- What you have to do
Every line below that includes "contains" counts toward the total. Report that total alone.

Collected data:
########
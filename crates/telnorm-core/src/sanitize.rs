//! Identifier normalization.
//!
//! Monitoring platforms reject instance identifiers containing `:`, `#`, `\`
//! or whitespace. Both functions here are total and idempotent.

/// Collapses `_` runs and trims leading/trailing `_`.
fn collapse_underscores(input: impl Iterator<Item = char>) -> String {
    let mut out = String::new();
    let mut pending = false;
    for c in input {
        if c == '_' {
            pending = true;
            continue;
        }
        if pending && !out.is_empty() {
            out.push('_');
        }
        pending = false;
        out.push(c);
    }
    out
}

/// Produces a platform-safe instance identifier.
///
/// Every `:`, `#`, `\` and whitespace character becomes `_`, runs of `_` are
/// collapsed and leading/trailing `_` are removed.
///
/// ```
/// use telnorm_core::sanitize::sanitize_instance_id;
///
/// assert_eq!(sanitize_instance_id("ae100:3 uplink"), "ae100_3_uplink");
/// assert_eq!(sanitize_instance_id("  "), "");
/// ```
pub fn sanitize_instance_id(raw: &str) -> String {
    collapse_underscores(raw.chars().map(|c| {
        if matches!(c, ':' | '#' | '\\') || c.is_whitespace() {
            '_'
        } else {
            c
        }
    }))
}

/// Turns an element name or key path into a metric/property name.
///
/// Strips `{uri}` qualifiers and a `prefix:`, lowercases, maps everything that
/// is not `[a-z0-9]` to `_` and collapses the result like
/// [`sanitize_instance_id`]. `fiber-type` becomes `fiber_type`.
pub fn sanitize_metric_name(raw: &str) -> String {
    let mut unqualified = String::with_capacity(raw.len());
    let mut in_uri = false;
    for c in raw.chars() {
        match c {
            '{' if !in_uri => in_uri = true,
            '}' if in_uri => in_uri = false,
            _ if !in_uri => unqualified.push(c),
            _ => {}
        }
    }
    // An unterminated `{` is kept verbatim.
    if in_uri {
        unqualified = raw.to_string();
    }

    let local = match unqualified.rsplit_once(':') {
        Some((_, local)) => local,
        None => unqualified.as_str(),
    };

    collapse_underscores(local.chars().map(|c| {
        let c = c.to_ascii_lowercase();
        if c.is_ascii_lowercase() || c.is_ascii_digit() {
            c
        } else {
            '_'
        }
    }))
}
########
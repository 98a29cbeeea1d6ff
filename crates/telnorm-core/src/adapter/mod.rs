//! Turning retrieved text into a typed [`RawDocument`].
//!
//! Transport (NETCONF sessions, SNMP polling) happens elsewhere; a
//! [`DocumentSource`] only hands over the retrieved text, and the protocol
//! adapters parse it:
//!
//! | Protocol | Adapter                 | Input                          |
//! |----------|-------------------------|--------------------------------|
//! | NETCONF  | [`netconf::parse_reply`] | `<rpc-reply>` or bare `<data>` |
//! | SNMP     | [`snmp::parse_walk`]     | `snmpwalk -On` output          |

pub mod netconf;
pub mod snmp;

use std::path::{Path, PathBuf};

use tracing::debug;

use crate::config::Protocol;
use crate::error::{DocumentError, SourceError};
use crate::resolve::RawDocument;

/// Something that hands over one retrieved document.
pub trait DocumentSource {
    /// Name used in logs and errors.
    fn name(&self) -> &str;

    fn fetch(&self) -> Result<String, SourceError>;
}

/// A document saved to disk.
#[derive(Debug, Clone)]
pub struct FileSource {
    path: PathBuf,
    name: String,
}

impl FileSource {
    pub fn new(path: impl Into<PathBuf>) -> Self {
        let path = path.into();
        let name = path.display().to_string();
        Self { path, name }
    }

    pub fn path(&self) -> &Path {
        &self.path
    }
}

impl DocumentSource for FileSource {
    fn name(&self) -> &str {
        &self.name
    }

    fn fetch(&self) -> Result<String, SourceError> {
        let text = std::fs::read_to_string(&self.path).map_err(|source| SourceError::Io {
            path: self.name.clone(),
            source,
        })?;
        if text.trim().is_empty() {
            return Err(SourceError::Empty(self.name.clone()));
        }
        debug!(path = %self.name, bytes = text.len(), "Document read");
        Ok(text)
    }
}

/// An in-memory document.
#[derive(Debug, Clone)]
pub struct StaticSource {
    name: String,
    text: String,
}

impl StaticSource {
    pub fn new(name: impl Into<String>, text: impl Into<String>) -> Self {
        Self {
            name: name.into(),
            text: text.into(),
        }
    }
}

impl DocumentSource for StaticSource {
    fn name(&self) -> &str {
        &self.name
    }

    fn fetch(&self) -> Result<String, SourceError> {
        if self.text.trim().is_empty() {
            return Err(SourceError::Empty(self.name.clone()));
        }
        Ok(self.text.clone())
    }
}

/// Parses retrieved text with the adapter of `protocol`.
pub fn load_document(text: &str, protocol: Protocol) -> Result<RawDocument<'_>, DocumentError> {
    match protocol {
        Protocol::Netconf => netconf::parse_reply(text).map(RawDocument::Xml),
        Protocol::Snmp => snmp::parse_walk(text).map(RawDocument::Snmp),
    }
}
########
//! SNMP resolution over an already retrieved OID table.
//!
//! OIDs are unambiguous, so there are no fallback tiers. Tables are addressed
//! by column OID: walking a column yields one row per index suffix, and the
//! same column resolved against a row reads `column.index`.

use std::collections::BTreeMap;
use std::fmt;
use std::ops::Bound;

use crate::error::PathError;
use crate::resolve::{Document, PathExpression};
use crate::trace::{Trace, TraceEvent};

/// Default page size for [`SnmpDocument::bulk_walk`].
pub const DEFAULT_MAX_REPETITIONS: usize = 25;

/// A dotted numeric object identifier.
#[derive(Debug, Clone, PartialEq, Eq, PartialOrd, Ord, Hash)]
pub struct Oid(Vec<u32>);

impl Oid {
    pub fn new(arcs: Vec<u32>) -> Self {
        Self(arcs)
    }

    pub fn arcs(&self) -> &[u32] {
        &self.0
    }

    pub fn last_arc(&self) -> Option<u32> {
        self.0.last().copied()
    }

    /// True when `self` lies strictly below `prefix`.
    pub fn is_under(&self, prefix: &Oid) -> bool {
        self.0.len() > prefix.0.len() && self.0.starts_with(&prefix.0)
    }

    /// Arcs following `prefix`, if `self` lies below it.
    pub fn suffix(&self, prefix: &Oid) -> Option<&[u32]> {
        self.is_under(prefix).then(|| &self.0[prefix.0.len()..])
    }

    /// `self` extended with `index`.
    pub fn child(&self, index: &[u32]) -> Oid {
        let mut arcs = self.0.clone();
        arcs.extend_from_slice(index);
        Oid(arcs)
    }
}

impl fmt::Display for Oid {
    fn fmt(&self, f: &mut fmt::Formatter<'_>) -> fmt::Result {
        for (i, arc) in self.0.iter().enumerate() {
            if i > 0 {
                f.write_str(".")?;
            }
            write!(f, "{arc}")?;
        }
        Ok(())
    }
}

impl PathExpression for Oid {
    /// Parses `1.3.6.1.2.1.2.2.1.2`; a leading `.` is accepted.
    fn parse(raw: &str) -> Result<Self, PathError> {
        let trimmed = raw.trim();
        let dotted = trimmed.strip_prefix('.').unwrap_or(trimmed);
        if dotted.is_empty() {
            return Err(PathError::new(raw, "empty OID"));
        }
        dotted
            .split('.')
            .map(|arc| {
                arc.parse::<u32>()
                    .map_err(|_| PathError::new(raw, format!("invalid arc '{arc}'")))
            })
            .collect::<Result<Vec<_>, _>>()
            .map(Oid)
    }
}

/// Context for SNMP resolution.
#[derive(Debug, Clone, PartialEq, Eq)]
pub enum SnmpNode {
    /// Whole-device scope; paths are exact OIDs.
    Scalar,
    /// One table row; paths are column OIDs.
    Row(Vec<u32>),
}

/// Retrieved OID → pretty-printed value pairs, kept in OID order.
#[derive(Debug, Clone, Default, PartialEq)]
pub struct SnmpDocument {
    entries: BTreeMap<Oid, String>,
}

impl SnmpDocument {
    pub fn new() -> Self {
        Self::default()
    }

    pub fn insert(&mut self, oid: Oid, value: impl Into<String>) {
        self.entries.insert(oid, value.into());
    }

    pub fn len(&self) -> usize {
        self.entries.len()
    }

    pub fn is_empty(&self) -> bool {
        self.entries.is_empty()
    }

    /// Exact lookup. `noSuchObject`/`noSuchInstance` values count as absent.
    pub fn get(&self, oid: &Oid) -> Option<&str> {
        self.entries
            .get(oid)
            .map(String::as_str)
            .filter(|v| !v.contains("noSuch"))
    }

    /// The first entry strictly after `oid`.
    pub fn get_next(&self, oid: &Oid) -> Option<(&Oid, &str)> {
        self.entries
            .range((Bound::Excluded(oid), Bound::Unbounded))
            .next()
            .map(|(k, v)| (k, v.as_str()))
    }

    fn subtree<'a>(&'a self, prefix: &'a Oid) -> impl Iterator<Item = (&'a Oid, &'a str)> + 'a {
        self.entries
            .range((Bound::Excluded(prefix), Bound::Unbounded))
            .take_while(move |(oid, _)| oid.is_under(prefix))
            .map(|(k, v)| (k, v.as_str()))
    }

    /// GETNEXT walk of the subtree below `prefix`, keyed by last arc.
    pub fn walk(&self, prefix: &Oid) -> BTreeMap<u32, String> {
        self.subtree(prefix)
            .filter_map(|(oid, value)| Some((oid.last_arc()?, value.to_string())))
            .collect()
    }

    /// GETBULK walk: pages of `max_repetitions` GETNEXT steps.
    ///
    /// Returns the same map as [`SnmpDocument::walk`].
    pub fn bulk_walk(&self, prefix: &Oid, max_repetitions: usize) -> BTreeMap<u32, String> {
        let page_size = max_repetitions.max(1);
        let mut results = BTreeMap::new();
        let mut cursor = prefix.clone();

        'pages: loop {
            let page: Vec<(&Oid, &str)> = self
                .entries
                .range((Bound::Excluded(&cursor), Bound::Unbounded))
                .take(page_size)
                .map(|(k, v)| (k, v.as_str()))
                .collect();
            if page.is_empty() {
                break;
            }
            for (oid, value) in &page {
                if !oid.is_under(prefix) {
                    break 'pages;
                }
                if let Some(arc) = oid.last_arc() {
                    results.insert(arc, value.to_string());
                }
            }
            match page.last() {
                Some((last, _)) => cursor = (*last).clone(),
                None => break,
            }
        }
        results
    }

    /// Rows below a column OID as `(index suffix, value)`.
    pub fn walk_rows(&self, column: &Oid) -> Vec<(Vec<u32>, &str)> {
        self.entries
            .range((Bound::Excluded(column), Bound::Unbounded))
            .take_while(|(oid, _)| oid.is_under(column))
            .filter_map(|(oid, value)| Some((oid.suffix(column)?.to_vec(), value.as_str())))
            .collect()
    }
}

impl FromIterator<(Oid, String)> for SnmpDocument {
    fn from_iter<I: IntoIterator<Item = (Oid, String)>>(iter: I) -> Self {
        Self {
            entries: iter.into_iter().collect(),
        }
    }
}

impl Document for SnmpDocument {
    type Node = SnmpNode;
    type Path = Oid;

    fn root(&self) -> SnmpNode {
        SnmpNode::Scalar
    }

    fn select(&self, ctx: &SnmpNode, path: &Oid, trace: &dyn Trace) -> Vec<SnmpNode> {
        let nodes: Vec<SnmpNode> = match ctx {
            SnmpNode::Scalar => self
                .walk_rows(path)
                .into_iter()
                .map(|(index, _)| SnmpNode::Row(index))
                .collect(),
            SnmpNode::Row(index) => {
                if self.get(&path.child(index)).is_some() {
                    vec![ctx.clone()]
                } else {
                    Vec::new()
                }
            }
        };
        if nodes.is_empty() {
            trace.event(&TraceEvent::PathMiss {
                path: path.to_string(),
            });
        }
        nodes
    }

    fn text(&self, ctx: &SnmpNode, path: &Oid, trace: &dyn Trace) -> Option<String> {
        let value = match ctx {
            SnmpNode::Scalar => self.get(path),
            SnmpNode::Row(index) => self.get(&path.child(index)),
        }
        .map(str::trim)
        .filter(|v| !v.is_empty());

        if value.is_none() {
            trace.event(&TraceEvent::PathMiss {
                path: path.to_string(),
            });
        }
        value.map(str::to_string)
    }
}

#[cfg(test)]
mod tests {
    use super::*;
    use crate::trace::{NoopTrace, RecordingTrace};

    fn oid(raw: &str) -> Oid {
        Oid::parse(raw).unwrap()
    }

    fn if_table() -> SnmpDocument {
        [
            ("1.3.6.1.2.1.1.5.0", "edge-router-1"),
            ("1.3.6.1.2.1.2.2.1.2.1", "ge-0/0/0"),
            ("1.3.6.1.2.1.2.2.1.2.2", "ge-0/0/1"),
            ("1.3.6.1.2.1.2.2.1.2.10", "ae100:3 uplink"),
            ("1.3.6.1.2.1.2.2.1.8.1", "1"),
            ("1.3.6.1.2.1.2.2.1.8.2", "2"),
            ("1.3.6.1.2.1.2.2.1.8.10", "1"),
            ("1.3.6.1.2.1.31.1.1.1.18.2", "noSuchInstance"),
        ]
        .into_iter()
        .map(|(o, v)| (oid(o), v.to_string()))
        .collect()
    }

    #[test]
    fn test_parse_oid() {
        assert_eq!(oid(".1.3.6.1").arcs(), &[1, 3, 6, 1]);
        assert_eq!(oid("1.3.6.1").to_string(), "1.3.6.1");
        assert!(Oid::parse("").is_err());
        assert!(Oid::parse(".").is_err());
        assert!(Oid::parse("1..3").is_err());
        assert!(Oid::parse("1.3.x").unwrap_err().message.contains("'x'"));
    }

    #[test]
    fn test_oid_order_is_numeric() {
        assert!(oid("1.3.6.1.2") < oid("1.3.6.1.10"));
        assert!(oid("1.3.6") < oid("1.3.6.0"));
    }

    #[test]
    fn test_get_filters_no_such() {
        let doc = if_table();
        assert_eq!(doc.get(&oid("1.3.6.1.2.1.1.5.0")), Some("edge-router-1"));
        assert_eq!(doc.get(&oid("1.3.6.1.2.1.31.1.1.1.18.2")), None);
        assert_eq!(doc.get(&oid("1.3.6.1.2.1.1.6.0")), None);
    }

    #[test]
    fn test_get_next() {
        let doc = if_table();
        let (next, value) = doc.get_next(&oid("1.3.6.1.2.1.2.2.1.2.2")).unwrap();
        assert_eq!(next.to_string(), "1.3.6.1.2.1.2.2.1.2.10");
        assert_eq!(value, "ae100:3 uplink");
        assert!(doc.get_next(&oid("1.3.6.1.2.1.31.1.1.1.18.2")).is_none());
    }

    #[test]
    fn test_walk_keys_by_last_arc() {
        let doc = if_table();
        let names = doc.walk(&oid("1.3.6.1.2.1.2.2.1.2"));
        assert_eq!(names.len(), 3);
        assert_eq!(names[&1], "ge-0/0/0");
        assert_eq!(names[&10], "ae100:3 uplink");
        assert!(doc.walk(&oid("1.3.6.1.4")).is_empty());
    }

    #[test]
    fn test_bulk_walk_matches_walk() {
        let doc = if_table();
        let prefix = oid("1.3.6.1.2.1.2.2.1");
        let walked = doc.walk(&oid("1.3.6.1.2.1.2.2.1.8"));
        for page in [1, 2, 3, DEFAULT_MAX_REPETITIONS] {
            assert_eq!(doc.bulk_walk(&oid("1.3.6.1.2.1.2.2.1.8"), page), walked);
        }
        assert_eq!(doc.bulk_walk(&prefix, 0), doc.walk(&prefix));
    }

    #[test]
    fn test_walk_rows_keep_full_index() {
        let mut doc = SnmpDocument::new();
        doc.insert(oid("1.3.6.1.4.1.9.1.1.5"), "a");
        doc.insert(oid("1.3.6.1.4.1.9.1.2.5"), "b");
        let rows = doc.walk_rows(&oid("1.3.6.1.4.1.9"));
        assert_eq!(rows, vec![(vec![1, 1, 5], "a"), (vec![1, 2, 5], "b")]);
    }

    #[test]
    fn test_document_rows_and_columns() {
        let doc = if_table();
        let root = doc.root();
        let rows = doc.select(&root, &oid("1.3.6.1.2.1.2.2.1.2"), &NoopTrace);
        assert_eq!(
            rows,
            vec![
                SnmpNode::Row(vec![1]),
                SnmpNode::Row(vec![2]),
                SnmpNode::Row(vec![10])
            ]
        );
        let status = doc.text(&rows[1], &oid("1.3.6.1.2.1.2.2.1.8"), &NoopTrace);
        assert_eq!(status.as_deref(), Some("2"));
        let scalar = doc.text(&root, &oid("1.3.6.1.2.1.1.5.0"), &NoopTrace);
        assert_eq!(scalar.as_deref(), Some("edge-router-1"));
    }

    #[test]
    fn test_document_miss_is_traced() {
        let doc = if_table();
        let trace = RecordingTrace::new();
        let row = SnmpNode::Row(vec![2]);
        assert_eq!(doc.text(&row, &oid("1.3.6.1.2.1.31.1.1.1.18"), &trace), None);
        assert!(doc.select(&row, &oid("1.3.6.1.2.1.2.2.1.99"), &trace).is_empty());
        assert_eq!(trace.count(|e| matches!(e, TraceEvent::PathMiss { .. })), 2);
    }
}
########
- Response area
2